From 6f114b93e0f7943491a7f68313e717421aba7938 Mon Sep 17 00:00:00 2001
From: Asankhaya Sharma <codelion@users.noreply.github.com>
Date: Fri, 10 Jan 2025 18:50:47 +0800
Subject: [PATCH 2/4] Update eval_aime_benchmark.py

- handle multiple responses as multiple attempts
---
 scripts/eval_aime_benchmark.py | 53 ++++++++++++++++++++++++++++------
 1 file changed, 44 insertions(+), 9 deletions(-)

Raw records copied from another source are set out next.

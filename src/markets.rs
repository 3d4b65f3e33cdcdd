// =============================================================================
// Market catalogue — symbols offered by the Deriv gateway
// =============================================================================

use serde::{Deserialize, Serialize};

/// Broad grouping used by the market picker.
#[derive(Debug, Clone, Copy, PartialEq, Eq, Serialize, Deserialize)]
#[serde(rename_all = "snake_case")]
pub enum MarketKind {
    Volatility,
    Forex,
}

#[derive(Debug, Clone, Copy, Serialize)]
pub struct Market {
    pub symbol: &'static str,
    pub name: &'static str,
    pub short_name: &'static str,
    pub kind: MarketKind,
}

const fn volatility(symbol: &'static str, name: &'static str, short_name: &'static str) -> Market {
    Market {
        symbol,
        name,
        short_name,
        kind: MarketKind::Volatility,
    }
}

const fn forex(symbol: &'static str, name: &'static str, short_name: &'static str) -> Market {
    Market {
        symbol,
        name,
        short_name,
        kind: MarketKind::Forex,
    }
}

pub const MARKETS: &[Market] = &[
    volatility("R_10", "Volatility 10 Index", "V10"),
    volatility("R_25", "Volatility 25 Index", "V25"),
    volatility("R_50", "Volatility 50 Index", "V50"),
    volatility("R_75", "Volatility 75 Index", "V75"),
    volatility("R_100", "Volatility 100 Index", "V100"),
    volatility("1HZ10V", "Volatility 10 (1s) Index", "V10 1s"),
    volatility("1HZ25V", "Volatility 25 (1s) Index", "V25 1s"),
    volatility("1HZ50V", "Volatility 50 (1s) Index", "V50 1s"),
    volatility("1HZ75V", "Volatility 75 (1s) Index", "V75 1s"),
    volatility("1HZ100V", "Volatility 100 (1s) Index", "V100 1s"),
    forex("frxXAUUSD", "Gold/USD", "XAU/USD"),
    forex("frxXAGUSD", "Silver/USD", "XAG/USD"),
    forex("frxEURUSD", "EUR/USD", "EUR/USD"),
    forex("frxGBPUSD", "GBP/USD", "GBP/USD"),
    forex("frxUSDJPY", "USD/JPY", "USD/JPY"),
    forex("frxAUDUSD", "AUD/USD", "AUD/USD"),
    forex("frxUSDCAD", "USD/CAD", "USD/CAD"),
    forex("frxUSDCHF", "USD/CHF", "USD/CHF"),
];

/// Look up a catalogue entry by its exact gateway symbol.
pub fn find(symbol: &str) -> Option<&'static Market> {
    MARKETS.iter().find(|m| m.symbol == symbol)
}

pub fn by_kind(kind: MarketKind) -> impl Iterator<Item = &'static Market> {
    MARKETS.iter().filter(move |m| m.kind == kind)
}

#[cfg(test)]
mod tests {
    use super::*;

    #[test]
    fn finds_default_symbol() {
        let m = find("R_25").expect("V25 is catalogued");
        assert_eq!(m.short_name, "V25");
        assert_eq!(m.kind, MarketKind::Volatility);
    }

    #[test]
    fn unknown_symbol_is_none() {
        assert!(find("BTCUSDT").is_none());
    }

    #[test]
    fn kind_filter_partitions_catalogue() {
        let vol = by_kind(MarketKind::Volatility).count();
        let fx = by_kind(MarketKind::Forex).count();
        assert_eq!(vol, 10);
        assert_eq!(fx, 8);
        assert_eq!(vol + fx, MARKETS.len());
    }
}
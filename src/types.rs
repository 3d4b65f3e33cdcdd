// =============================================================================
// Shared types used across the Deriv Pulse feed
// =============================================================================

use std::str::FromStr;

use serde::{Deserialize, Serialize};

/// Lifecycle state of the gateway connection. Exactly one value at a time.
#[derive(Debug, Clone, Copy, PartialEq, Eq, Serialize, Deserialize)]
#[serde(rename_all = "snake_case")]
pub enum ConnectionStatus {
    Connecting,
    Connected,
    Error,
    Disconnected,
}

impl Default for ConnectionStatus {
    fn default() -> Self {
        Self::Connecting
    }
}

impl std::fmt::Display for ConnectionStatus {
    fn fmt(&self, f: &mut std::fmt::Formatter<'_>) -> std::fmt::Result {
        match self {
            Self::Connecting => write!(f, "connecting"),
            Self::Connected => write!(f, "connected"),
            Self::Error => write!(f, "error"),
            Self::Disconnected => write!(f, "disconnected"),
        }
    }
}

/// Movement of the latest tick relative to the one before it.
#[derive(Debug, Clone, Copy, PartialEq, Eq, Serialize, Deserialize)]
#[serde(rename_all = "snake_case")]
pub enum PriceDirection {
    Up,
    Down,
    Same,
}

impl Default for PriceDirection {
    fn default() -> Self {
        Self::Same
    }
}

impl std::fmt::Display for PriceDirection {
    fn fmt(&self, f: &mut std::fmt::Formatter<'_>) -> std::fmt::Result {
        match self {
            Self::Up => write!(f, "up"),
            Self::Down => write!(f, "down"),
            Self::Same => write!(f, "same"),
        }
    }
}

/// Candle granularity offered by the gateway.
#[derive(Debug, Clone, Copy, PartialEq, Eq, Hash, Serialize, Deserialize)]
pub enum Timeframe {
    #[serde(rename = "1m")]
    M1,
    #[serde(rename = "5m")]
    M5,
    #[serde(rename = "15m")]
    M15,
    #[serde(rename = "1h")]
    H1,
    #[serde(rename = "4h")]
    H4,
    #[serde(rename = "1d")]
    D1,
}

impl Timeframe {
    pub const ALL: [Timeframe; 6] = [
        Self::M1,
        Self::M5,
        Self::M15,
        Self::H1,
        Self::H4,
        Self::D1,
    ];

    /// Bucket duration in seconds, as sent in the `granularity` field.
    pub fn granularity_seconds(self) -> u32 {
        match self {
            Self::M1 => 60,
            Self::M5 => 300,
            Self::M15 => 900,
            Self::H1 => 3_600,
            Self::H4 => 14_400,
            Self::D1 => 86_400,
        }
    }

    pub fn as_str(self) -> &'static str {
        match self {
            Self::M1 => "1m",
            Self::M5 => "5m",
            Self::M15 => "15m",
            Self::H1 => "1h",
            Self::H4 => "4h",
            Self::D1 => "1d",
        }
    }
}

impl Default for Timeframe {
    fn default() -> Self {
        Self::M1
    }
}

impl std::fmt::Display for Timeframe {
    fn fmt(&self, f: &mut std::fmt::Formatter<'_>) -> std::fmt::Result {
        f.write_str(self.as_str())
    }
}

impl FromStr for Timeframe {
    type Err = anyhow::Error;

    fn from_str(s: &str) -> Result<Self, Self::Err> {
        let normalized = s.trim().to_ascii_lowercase();
        Self::ALL
            .into_iter()
            .find(|tf| tf.as_str() == normalized)
            .ok_or_else(|| anyhow::anyhow!("unsupported timeframe: {s}"))
    }
}
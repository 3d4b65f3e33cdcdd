pub mod codec;
pub mod transport;

pub use codec::GatewayEvent;
pub use transport::{Connection, Connector, WsConnector};

/// Default public endpoint of the Deriv WebSocket API.
pub const DEFAULT_GATEWAY_URL: &str = "wss://ws.derivws.com/websockets/v3";

/// Full endpoint URL including the application id query parameter.
pub fn endpoint_url(gateway_url: &str, app_id: &str) -> String {
    format!("{gateway_url}?app_id={app_id}")
}
// =============================================================================
// Simple Moving Average (SMA)
// =============================================================================
//
// SMA_i = (close_{i-period+1} + ... + close_i) / period
//
// Positions before the first full window are `None`.
// =============================================================================

/// Compute the SMA series aligned 1:1 with `closes`.
///
/// # Edge cases
/// - `period == 0` => every position is `None`
/// - `closes.len() < period` => every position is `None`
pub fn calculate_sma(closes: &[f64], period: usize) -> Vec<Option<f64>> {
    let mut result = vec![None; closes.len()];
    if period == 0 || closes.len() < period {
        return result;
    }

    let divisor = period as f64;
    for (i, window) in closes.windows(period).enumerate() {
        result[i + period - 1] = Some(window.iter().sum::<f64>() / divisor);
    }

    result
}

#[cfg(test)]
mod tests {
    use super::*;

    #[test]
    fn sma_three_over_five() {
        let sma = calculate_sma(&[1.0, 2.0, 3.0, 4.0, 5.0], 3);
        assert_eq!(sma, vec![None, None, Some(2.0), Some(3.0), Some(4.0)]);
    }

    #[test]
    fn sma_period_zero() {
        assert_eq!(calculate_sma(&[1.0, 2.0], 0), vec![None, None]);
    }

    #[test]
    fn sma_insufficient_data() {
        assert_eq!(calculate_sma(&[1.0, 2.0], 3), vec![None, None]);
        assert!(calculate_sma(&[], 3).is_empty());
    }

    #[test]
    fn sma_period_one_is_identity() {
        let closes = [3.5, 1.25, 8.0];
        let sma = calculate_sma(&closes, 1);
        assert_eq!(sma, vec![Some(3.5), Some(1.25), Some(8.0)]);
    }

    #[test]
    fn sma_matches_window_mean_everywhere() {
        let closes: Vec<f64> = (0..40).map(|i| ((i * 7) % 13) as f64 + 0.1 * i as f64).collect();
        let period = 6;
        let sma = calculate_sma(&closes, period);
        assert_eq!(sma.len(), closes.len());
        for (i, value) in sma.iter().enumerate() {
            if i + 1 < period {
                assert!(value.is_none());
            } else {
                let window = &closes[i + 1 - period..=i];
                let mean = window.iter().sum::<f64>() / period as f64;
                assert_eq!(*value, Some(mean));
            }
        }
    }
}
pub mod candle_series;
pub mod tick_state;

// Re-export the core value types for convenient access (e.g. `use crate::market_data::Candle`).
pub use candle_series::{Candle, CandleSeries, MergeOutcome};
pub use tick_state::{Tick, TickState};
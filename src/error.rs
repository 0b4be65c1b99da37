use thiserror::Error;

#[derive(Error, Debug)]
pub enum PipelineError {
    #[error("Config error: {0}")]
    Config(String),

    #[error("Database error: {0}")]
    Database(String),

    #[error("Schema error: {0}")]
    Schema(String),

    #[error("LLM error: {0}")]
    Llm(String),

    #[error("Parse error in {stage} output: {message}")]
    Parse { stage: String, message: String },

    #[error("Execution error: {0}")]
    Execution(String),

    #[error("IO error: {0}")]
    Io(#[from] std::io::Error),

    #[error("JSON error: {0}")]
    Json(#[from] serde_json::Error),
}

impl PipelineError {
    pub fn parse(stage: &str, message: impl Into<String>) -> Self {
        PipelineError::Parse {
            stage: stage.to_string(),
            message: message.into(),
        }
    }

    /// Parse failures outside schema linking are recoverable: the orchestrator
    /// substitutes a default structure and keeps going.
    pub fn is_parse(&self) -> bool {
        matches!(self, PipelineError::Parse { .. })
    }
}

impl From<rusqlite::Error> for PipelineError {
    fn from(err: rusqlite::Error) -> Self {
        PipelineError::Database(err.to_string())
    }
}

pub type Result<T> = std::result::Result<T, PipelineError>;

diff --git a/scripts/eval_aime_benchmark.py b/scripts/eval_aime_benchmark.py
index 84a3166..343a510 100644
--- a/scripts/eval_aime_benchmark.py
+++ b/scripts/eval_aime_benchmark.py
@@ -4,7 +4,7 @@
 import logging
 import re
 import time
-from typing import List, Dict, Tuple, Optional
+from typing import List, Dict, Tuple, Optional, Union
 from datetime import datetime
 from openai import OpenAI
 from datasets import load_dataset
@@ -89,9 +89,17 @@ def extract_answer(response: str) -> Optional[int]:
             
     return None
 
-def get_llm_response(problem: str, model: str) -> str:
+def get_llm_response(problem: str, model: str) -> Union[str, List[Dict]]:
     """
     Get response from the LLM for a given problem.
+    If multiple choices are returned, formats them as attempt dictionaries.
+    
+    Args:
+        problem (str): The problem text
+        model (str): The model identifier
+        
+    Returns:
+        Union[str, List[Dict]]: Either a string response or list of attempt dictionaries
     """
     try:
         response = client.with_options(timeout=1000.0).chat.completions.create(
@@ -101,7 +109,23 @@ def get_llm_response(problem: str, model: str) -> str:
             ],
             max_tokens=8192,
         )
+        
+        # If there's more than one choice, format as attempts
+        if len(response.choices) > 1:
+            attempts = []
+            for i, choice in enumerate(response.choices):
+                response_text = choice.message.content.strip()
+                predicted_answer = extract_answer(response_text)
+                attempts.append({
+                    "attempt_number": i + 1,
+                    "response": response_text,
+                    "predicted_answer": predicted_answer
+                })
+            return attempts
+            
+        # If single choice, return as before
         return response.choices[0].message.content.strip()
+        
     except Exception as e:
         logger.error(f"Error getting LLM response: {e}")
         return ""
@@ -119,14 +143,25 @@ def make_n_attempts(problem: str, model: str, n: int) -> List[Dict]:
         List[Dict]: List of dictionaries containing response and predicted answer for each attempt
     """
     attempts = []
-    for i in range(n):
+    remaining_attempts = n
+    
+    while remaining_attempts > 0:
         response = get_llm_response(problem, model)
-        predicted_answer = extract_answer(response)
-        attempts.append({
-            "attempt_number": i + 1,
-            "response": response,
-            "predicted_answer": predicted_answer
-        })
+        
+        # If response is already formatted as attempts
+        if isinstance(response, list):
+            attempts.extend(response[:remaining_attempts])  # Only take what we need
+            remaining_attempts -= len(response)
+        else:
+            # Process single response as before
+            predicted_answer = extract_answer(response)
+            attempts.append({
+                "attempt_number": len(attempts) + 1,
+                "response": response,
+                "predicted_answer": predicted_answer
+            })
+            remaining_attempts -= 1
+    
     return attempts
 
 def evaluate_pass_at_n(attempts: List[Dict], correct_answer: int) -> Tuple[bool, Optional[int]]:

From 92798cb3ef0cda0d898e34798ce5e9a530545c57 Mon Sep 17 00:00:00 2001
From: Asankhaya Sharma <codelion@users.noreply.github.com>
Date: Fri, 10 Jan 2025 19:27:29 +0800
Subject: [PATCH 3/4] Update eval_aime_benchmark.py

---
 scripts/eval_aime_benchmark.py | 4 ++--
 1 file changed, 2 insertions(+), 2 deletions(-)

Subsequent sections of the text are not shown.